[WORK TO BE COMPLETED] Pull each line holding the word "gstflow" from the data.
--- START ---
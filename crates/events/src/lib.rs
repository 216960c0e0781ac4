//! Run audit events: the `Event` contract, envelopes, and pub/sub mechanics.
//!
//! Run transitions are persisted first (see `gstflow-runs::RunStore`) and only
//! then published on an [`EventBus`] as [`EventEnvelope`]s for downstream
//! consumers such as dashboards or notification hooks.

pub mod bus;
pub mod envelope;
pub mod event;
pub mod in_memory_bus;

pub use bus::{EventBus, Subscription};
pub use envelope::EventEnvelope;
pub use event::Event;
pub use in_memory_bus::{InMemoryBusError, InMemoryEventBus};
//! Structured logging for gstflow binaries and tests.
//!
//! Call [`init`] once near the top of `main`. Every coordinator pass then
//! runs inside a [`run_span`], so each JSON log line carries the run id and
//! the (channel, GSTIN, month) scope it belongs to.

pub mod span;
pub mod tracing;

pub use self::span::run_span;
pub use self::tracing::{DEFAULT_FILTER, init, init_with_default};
--- END ---
[OUTPUT FOR THIS TASK]
//! Run transitions are persisted first (see `gstflow-runs::RunStore`) and only
//! Structured logging for gstflow binaries and tests.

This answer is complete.